As school districts all across Kansas have been trying to figure out how to bring students back to in-person instruction, how to get their teachers vaccinated, and how to implement standardized testing for students who have had anything but a standardized experience, writes Liz Meitl, Kansas lawmakers have introduced legislation designed to undercut funding for public schools. (Getty Images)
The Kansas Reflector welcomes opinion pieces from writers who share our goal of widening the conversation about how public policies affect the day-to-day lives of people throughout our state. Dr. Liz Meitl works for Kansas City, Kansas, Public School District and her children attend Kansas public schools.
Teachers, students and families all across Kansas have taken a beating this school year. As we’ve worked through the pandemic, every district has had to navigate rougher waters than we’ve ever encountered. Teachers have had to learn new ways of teaching, students have had to learn new ways of learning, and administrators have had to develop skills on the fly that we wouldn’t have even known how to imagine two years ago.
What would seem reasonable, then, would be for Kansas’ elected leaders to take this moment to celebrate the amazing, inspiring work of educators, and to help us support our students as we exhaustedly stumble towards the last phase of this horrible time in our country’s history.
But that is not what the Kansas legislature is doing.
In fact, they have chosen this moment, when school districts all across the state are trying to figure out how to bring students back to in-person instruction, how to get their teachers vaccinated, and how to implement standardized testing for students who have had anything but a standardized experience, to introduce ALEC-sponsored legislation designed to undercut funding for public schools.

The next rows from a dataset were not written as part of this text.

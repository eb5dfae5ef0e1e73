//! Chunk layout: fixed maximum chunk size, range arithmetic, chunk payloads.

use serde::{Deserialize, Serialize};

/// Default chunk size in bytes.
pub const DEFAULT_CHUNK_SIZE: u64 = 1024 * 1024; // 1 MiB

/// Smallest chunk size a peer may negotiate.
pub const MIN_CHUNK_SIZE: u64 = 4 * 1024;

/// Largest chunk size a peer may negotiate. Keeps a chunk well under the wire frame cap.
pub const MAX_CHUNK_SIZE: u64 = 4 * 1024 * 1024;

/// Byte range of a file: [offset, offset + length).
#[derive(Debug, Clone, Copy, PartialEq, Eq, Hash, Serialize, Deserialize)]
pub struct ChunkRange {
    pub offset: u64,
    pub length: u64,
}

impl ChunkRange {
    pub fn end(&self) -> u64 {
        self.offset + self.length
    }
}

/// A chunk of file content in flight.
#[derive(Debug, Clone, PartialEq, Eq)]
pub struct Chunk {
    pub offset: u64,
    pub payload: Vec<u8>,
}

impl Chunk {
    pub fn new(offset: u64, payload: Vec<u8>) -> Self {
        Self { offset, payload }
    }

    pub fn len(&self) -> u64 {
        self.payload.len() as u64
    }

    pub fn is_empty(&self) -> bool {
        self.payload.is_empty()
    }

    pub fn end(&self) -> u64 {
        self.offset + self.len()
    }

    pub fn range(&self) -> ChunkRange {
        ChunkRange {
            offset: self.offset,
            length: self.len(),
        }
    }
}

/// Clamp a requested chunk size into the supported bounds. Zero selects the default.
pub fn clamp_chunk_size(requested: u64) -> u64 {
    if requested == 0 {
        return DEFAULT_CHUNK_SIZE;
    }
    requested.clamp(MIN_CHUNK_SIZE, MAX_CHUNK_SIZE)
}

/// Next range to transfer from `offset`, or None at end of file.
pub fn next_range(offset: u64, total_len: u64, chunk_size: u64) -> Option<ChunkRange> {
    if offset >= total_len {
        return None;
    }
    let length = chunk_size.max(1).min(total_len - offset);
    Some(ChunkRange { offset, length })
}

#[cfg(test)]
mod tests {
    use super::*;

    fn walk(from: u64, total_len: u64, chunk_size: u64) -> Vec<ChunkRange> {
        let mut out = Vec::new();
        let mut offset = from;
        while let Some(range) = next_range(offset, total_len, chunk_size) {
            offset = range.end();
            out.push(range);
        }
        out
    }

    #[test]
    fn last_range_is_short() {
        let ranges = walk(0, 100, 30);
        assert_eq!(ranges.len(), 4);
        assert_eq!(ranges[0], ChunkRange { offset: 0, length: 30 });
        assert_eq!(ranges[3], ChunkRange { offset: 90, length: 10 });
    }

    #[test]
    fn exact_multiple_has_no_tail() {
        let ranges = walk(0, 90, 30);
        assert_eq!(ranges.len(), 3);
        assert_eq!(ranges[2].end(), 90);
    }

    #[test]
    fn ranges_start_at_resume_offset() {
        assert_eq!(
            next_range(40, 100, 30),
            Some(ChunkRange { offset: 40, length: 30 })
        );
        assert_eq!(walk(40, 100, 30).last().unwrap().end(), 100);
    }

    #[test]
    fn zero_length_file_has_no_ranges() {
        assert_eq!(next_range(0, 0, 30), None);
        assert_eq!(next_range(100, 100, 30), None);
    }

    #[test]
    fn chunk_size_is_clamped() {
        assert_eq!(clamp_chunk_size(0), DEFAULT_CHUNK_SIZE);
        assert_eq!(clamp_chunk_size(1), MIN_CHUNK_SIZE);
        assert_eq!(clamp_chunk_size(u64::MAX), MAX_CHUNK_SIZE);
        assert_eq!(clamp_chunk_size(64 * 1024), 64 * 1024);
    }

    #[test]
    fn chunk_range_matches_payload() {
        let chunk = Chunk::new(10, vec![0u8; 5]);
        assert_eq!(chunk.range(), ChunkRange { offset: 10, length: 5 });
        assert_eq!(chunk.end(), 15);
    }
}
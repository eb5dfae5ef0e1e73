// share-node: P2P distribution daemon for a self-hosted file-sharing server.

use std::net::SocketAddr;
use std::path::PathBuf;
use std::sync::Arc;

use anyhow::{bail, Context};
use share_core::{ChunkStore, PeerId, ShareCore};
use share_node::{config, FsStore, Node, NodeConfig};
use tracing::info;
use tracing_subscriber::{layer::SubscriberExt, util::SubscriberInitExt, EnvFilter};

const VERSION: &str = env!("CARGO_PKG_VERSION");

struct Args {
    force_p2p: bool,
    config: Option<PathBuf>,
    fetch: Option<String>,
    add: Option<(String, PathBuf)>,
}

fn parse_args() -> anyhow::Result<Option<Args>> {
    let mut args = Args {
        force_p2p: false,
        config: None,
        fetch: None,
        add: None,
    };
    let mut it = std::env::args().skip(1);
    while let Some(arg) = it.next() {
        match arg.as_str() {
            "--version" | "-V" => {
                println!("share-node {}", VERSION);
                return Ok(None);
            }
            "--p2p" => args.force_p2p = true,
            "--config" => {
                let path = it.next().context("--config needs a path")?;
                args.config = Some(PathBuf::from(path));
            }
            "fetch" => {
                let id = it.next().context("fetch needs a file id")?;
                args.fetch = Some(id);
            }
            "add" => {
                let id = it.next().context("add needs a file id")?;
                let path = it.next().context("add needs a path")?;
                args.add = Some((id, PathBuf::from(path)));
            }
            other => bail!("unknown argument: {other}"),
        }
    }
    Ok(Some(args))
}

fn main() -> anyhow::Result<()> {
    let Some(args) = parse_args()? else {
        return Ok(());
    };
    init_logging();

    let mut cfg: NodeConfig = match &args.config {
        Some(path) => config::load_from(path)?,
        None => config::load(),
    };
    if args.force_p2p {
        cfg.enable_p2p = true;
    }

    if let Some((id, path)) = &args.add {
        let store = FsStore::open(&cfg.data_dir)
            .with_context(|| format!("opening store at {}", cfg.data_dir.display()))?;
        let file = store
            .import(id, path)
            .with_context(|| format!("importing {}", path.display()))?;
        info!(file = %file.id, size = file.size, "added to store");
        println!("{} {} {}", file.id, file.size, file.fingerprint);
        return Ok(());
    }

    let rt = tokio::runtime::Runtime::new()?;
    rt.block_on(run(cfg, args.fetch))
}

async fn run(cfg: NodeConfig, fetch: Option<String>) -> anyhow::Result<()> {
    let tracker = match &cfg.tracker {
        Some(host) => Some(resolve(host).await?),
        None => None,
    };
    let store: Arc<dyn ChunkStore> = Arc::new(
        FsStore::open(&cfg.data_dir)
            .with_context(|| format!("opening store at {}", cfg.data_dir.display()))?,
    );
    let core = Arc::new(ShareCore::new(
        PeerId::generate(&cfg.listen),
        cfg.transfer.clone(),
        store,
    ));

    if let Some(file_id) = fetch {
        if tracker.is_none() {
            bail!("fetch needs a tracker (set `tracker` or GOFILE_P2P_TRACKER)");
        }
        let node = Node::new(core, tracker);
        let file = node.fetch(&file_id).await?;
        println!("{} {} {}", file.id, file.size, file.fingerprint);
        return Ok(());
    }

    if !cfg.enable_p2p {
        info!("p2p disabled; set enable_p2p or pass --p2p");
        return Ok(());
    }
    let mut node = Node::new(core, tracker);
    let local = node
        .serve(cfg.listen)
        .await
        .with_context(|| format!("starting p2p server on {}", cfg.listen))?;
    info!(addr = %local, version = VERSION, "share-node running");
    shutdown_signal().await?;
    info!("shutting down");
    node.shutdown().await;
    Ok(())
}

async fn resolve(host: &str) -> anyhow::Result<SocketAddr> {
    tokio::net::lookup_host(host)
        .await
        .with_context(|| format!("resolving tracker {host}"))?
        .next()
        .with_context(|| format!("tracker {host} has no address"))
}

/// Initialize logging with tracing. `RUST_LOG` overrides the default filter.
fn init_logging() {
    let filter = EnvFilter::try_from_default_env()
        .unwrap_or_else(|_| EnvFilter::new("share_node=info,share_core=info"));

    tracing_subscriber::registry()
        .with(filter)
        .with(tracing_subscriber::fmt::layer())
        .init();
}

/// Wait for Ctrl+C or SIGTERM (Unix).
async fn shutdown_signal() -> std::io::Result<()> {
    #[cfg(unix)]
    {
        use tokio::signal::unix::{signal, SignalKind};
        let mut sigterm = signal(SignalKind::terminate())?;
        tokio::select! {
            r = tokio::signal::ctrl_c() => r?,
            _ = sigterm.recv() => {}
        }
    }
    #[cfg(not(unix))]
    {
        tokio::signal::ctrl_c().await?;
    }
    Ok(())
}
impl TransferSession {
    /// Destination-side session. `hasher` must already cover bytes below `start`.
    pub fn destination(
        file: FileRef,
        source: PeerId,
        destination: PeerId,
        start: u64,
        chunk_size: u64,
        retry_limit: u32,
        hasher: FingerprintHasher,
    ) -> Self {
        debug_assert_eq!(hasher.consumed(), start);
        Self::build(
            Role::Destination,
            file,
            source,
            destination,
            start,
            chunk_size,
            retry_limit,
            Some(hasher),
        )
    }

    /// Source-side session serving `destination`.
    pub fn source(
        file: FileRef,
        source: PeerId,
        destination: PeerId,
        start: u64,
        chunk_size: u64,
        retry_limit: u32,
    ) -> Self {
        Self::build(
            Role::Source,
            file,
            source,
            destination,
            start,
            chunk_size,
            retry_limit,
            None,
        )
    }

    #[allow(clippy::too_many_arguments)]
    fn build(
        role: Role,
        file: FileRef,
        source: PeerId,
        destination: PeerId,
        start: u64,
        chunk_size: u64,
        retry_limit: u32,
        hasher: Option<FingerprintHasher>,
    ) -> Self {
        Self {
            id: SessionId::new(),
            file,
            source,
            destination,
            role,
            acked: start,
            chunk_size: chunk::clamp_chunk_size(chunk_size),
            status: SessionStatus::Negotiating,
            attempts: 0,
            retry_limit,
            last_progress: Instant::now(),
            hasher,
            pending: None,
            cancel: CancellationToken::new(),
        }
    }

    pub fn id(&self) -> SessionId {
        self.id
    }

    pub fn file(&self) -> &FileRef {
        &self.file
    }

    pub fn source_peer(&self) -> PeerId {
        self.source
    }

    pub fn role(&self) -> Role {
        self.role
    }

    /// Resume point: every byte below it is acknowledged.
    pub fn acked(&self) -> u64 {
        self.acked
    }

    pub fn chunk_size(&self) -> u64 {
        self.chunk_size
    }

    pub fn status(&self) -> SessionStatus {
        self.status
    }

    pub fn attempts(&self) -> u32 {
        self.attempts
    }

    /// Signal observed by the task driving this session's connection.
    pub fn cancel_token(&self) -> CancellationToken {
        self.cancel.clone()
    }

    pub fn idle_for(&self, now: Instant) -> Duration {
        now.saturating_duration_since(self.last_progress)
    }

    fn touch(&mut self) {
        self.last_progress = Instant::now();
    }

    fn ensure_active(&self) -> Result<()> {
        match self.status {
            SessionStatus::Active => Ok(()),
            SessionStatus::Failed(FailureReason::Cancelled) => Err(P2pError::Cancelled),
            other => Err(P2pError::Inactive(other)),
        }
    }

    fn mismatch(&mut self, expected: u64, actual: u64) -> P2pError {
        self.fail(FailureReason::ChunkMismatch);
        P2pError::ChunkMismatch { expected, actual }
    }

    /// Switch to a different source peer during renegotiation.
    pub fn rebind_source(&mut self, source: PeerId) {
        self.source = source;
    }

    /// Destination: follow the chunk size the source accepted with.
    pub fn adopt_chunk_size(&mut self, chunk_size: u64) {
        self.chunk_size = chunk::clamp_chunk_size(chunk_size);
        self.pending = None;
    }

    /// Source acknowledged: negotiating or paused becomes active. False if terminal.
    pub fn activate(&mut self) -> bool {
        match self.status {
            SessionStatus::Negotiating | SessionStatus::Paused | SessionStatus::Active => {
                self.status = SessionStatus::Active;
                self.touch();
                true
            }
            _ => false,
        }
    }

    /// Transient disconnect or stall. Returns false once the retry budget is spent
    /// (the session is then failed) or if it was already terminal.
    pub fn pause(&mut self) -> bool {
        if self.status.is_terminal() {
            return false;
        }
        self.pending = None;
        self.attempts += 1;
        if self.attempts > self.retry_limit {
            self.fail(FailureReason::RetriesExhausted);
            return false;
        }
        self.status = SessionStatus::Paused;
        true
    }

    /// Cancel from either side. The token fires even if the session already ended.
    pub fn cancel(&mut self) {
        if !self.status.is_terminal() {
            self.status = SessionStatus::Failed(FailureReason::Cancelled);
        }
        self.cancel.cancel();
    }

    pub fn fail(&mut self, reason: FailureReason) {
        if !self.status.is_terminal() {
            self.status = SessionStatus::Failed(reason);
        }
        self.pending = None;
        self.cancel.cancel();
    }

    /// Destination: the next range to request at the resume point.
    pub fn pull(&mut self) -> Result<Pull> {
        self.ensure_active()?;
        Ok(
            match chunk::next_range(self.acked, self.file.size, self.chunk_size) {
                Some(range) => Pull::Range(range),
                None => Pull::EndOfFile,
            },
        )
    }

    /// Destination: validate a chunk returned by the source.
    pub fn receive(&mut self, chunk: &Chunk) -> Result<Delivery> {
        self.ensure_active()?;
        if chunk.offset < self.acked && chunk.end() <= self.acked {
            return Ok(Delivery::Duplicate);
        }
        if chunk.offset != self.acked {
            return Err(self.mismatch(self.acked, chunk.offset));
        }
        let limit = (self.acked + self.chunk_size).min(self.file.size);
        if chunk.is_empty() || chunk.end() > limit {
            return Err(self.mismatch(limit, chunk.end()));
        }
        let staged = self.hasher.as_ref().map(|h| {
            let mut h = h.clone();
            h.update(&chunk.payload);
            h
        });
        self.pending = Some(Pending {
            end: chunk.end(),
            staged,
        });
        self.touch();
        Ok(Delivery::Fresh)
    }

    /// Source: validate a destination's chunk request and clamp it to the layout.
    pub fn check_request(&mut self, range: ChunkRange) -> Result<Pull> {
        self.ensure_active()?;
        if range.offset != self.acked {
            return Err(self.mismatch(self.acked, range.offset));
        }
        let Some(layout) = chunk::next_range(self.acked, self.file.size, self.chunk_size) else {
            return Ok(Pull::EndOfFile);
        };
        let length = if range.length == 0 {
            layout.length
        } else {
            range.length.min(layout.length)
        };
        self.pending = Some(Pending {
            end: range.offset + length,
            staged: None,
        });
        self.touch();
        Ok(Pull::Range(ChunkRange {
            offset: range.offset,
            length,
        }))
    }

    /// Durable receipt of everything below `offset`. Returns whether the resume point
    /// advanced; acknowledging an already-acknowledged offset is a no-op.
    pub fn ack(&mut self, offset: u64) -> Result<bool> {
        if offset <= self.acked {
            // A source that was asked to resume at end of file has nothing left to send.
            if self.role == Role::Source
                && offset == self.file.size
                && self.status == SessionStatus::Active
            {
                self.status = SessionStatus::Completed;
            }
            return Ok(false);
        }
        match self.pending.take() {
            Some(pending) if pending.end == offset => {
                self.acked = offset;
                if let Some(staged) = pending.staged {
                    self.hasher = Some(staged);
                }
                self.attempts = 0;
                self.touch();
                if self.role == Role::Source && self.acked == self.file.size {
                    self.status = SessionStatus::Completed;
                }
                Ok(true)
            }
            Some(pending) => Err(self.mismatch(pending.end, offset)),
            None => Err(self.mismatch(self.acked, offset)),
        }
    }

    /// Source: restart serving from a destination's resume point.
    pub fn rewind(&mut self, offset: u64) -> Result<()> {
        if offset > self.file.size {
            return Err(P2pError::InvalidResume {
                offset,
                limit: self.file.size,
            });
        }
        self.acked = offset;
        self.pending = None;
        Ok(())
    }

    /// Destination: all bytes acknowledged; check the fingerprint and complete.
    pub fn finish(&mut self) -> Result<()> {
        if self.acked != self.file.size {
            return Err(P2pError::ChunkMismatch {
                expected: self.file.size,
                actual: self.acked,
            });
        }
        let matches = match self.hasher.take() {
            Some(hasher) => hasher.finalize() == self.file.fingerprint,
            None => true,
        };
        if matches {
            self.status = SessionStatus::Completed;
            Ok(())
        } else {
            self.fail(FailureReason::CorruptTransfer);
            Err(P2pError::CorruptTransfer(self.file.id.clone()))
        }
    }
}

They have chosen this moment to deliver legislative gut-punches to public school teachers and students, when they think there isn’t enough bandwidth in the education community to fight back. Instead of celebrating the innovative, dedicated work of public schools, they are scheming to rip them apart at the seams and spreading rumors about us while they’re at it.
I’d like to take a moment to set some things straight.
Three education-related bills in the House and Senate use coded language that isn’t so hard to figure out. Two of them (HB 2068 and SB 61) propose expanding a tax credit for scholarships so low-income students can attend private schools; the third (HB 2119) would create education savings accounts for academically at-risk students. But when a bill calls something a tax credit, it’s really a voucher; when it calls something an education savings account, it’s really a voucher.
And what are vouchers? Simply, they are ways to use public money to pay for private schools. And why would they want to do that? Simply, because they have a well-established long-term agenda that includes dismantling public education.
There are too many problems with these legislative initiatives to cover all of it in a short piece that I’m hoping you’ll read all the way to the end (hint: there’s a call to action at the end), but let’s start with some issues specific to Kansas.
A significant issue is that the private schools in our state are mostly clustered around the bigger cities. Any bill that funnels money out of public education and into private education, as these bills would, is also funneling money away from rural kids and into urban and suburban kids. What good does it do a kid in Scott City, Kansas, to have access to a tax credit-funded scholarship for a private school if there’s no private school to go to?
And the urban and suburban kids who do have access to private schools? Well, that’s great if they’ll take you, but the bills’ authors have declined to include any language that will require the private schools to take all kids. So, there’s no doubt they’ll take your star basketball player and your academic superstars. In fact, it’s likely the private schools will go out of their way to invite those kids to enroll. But if you’re a Kansas kid who thinks a private school would work for you, but you happen to have a disability, or parents who are gay, or you aren’t able to bridge the gap between what the scholarship will pay and what the school is going to charge you … well, better luck next time.
At the end of the day, though, that’s probably OK, because dozens of studies have shown that kids don’t actually have better academic outcomes in private schools. Not only do kids who move from public schools to private schools tend to have a drop in math scores, they are also unprotected from expulsion and they have poorer mental health outcomes. Further, there’s evidence that tax credits, education savings accounts and vouchers by any other name create economic waste and chaos.
Why, then, are conservative legislators pushing this agenda, which clearly sets us on a bad path? We can look at other states and see where this road might take us, and it’s not pretty.
Will you take this moment to contact your House Representative and Senator and tell them you don’t want Kansas to go down that path?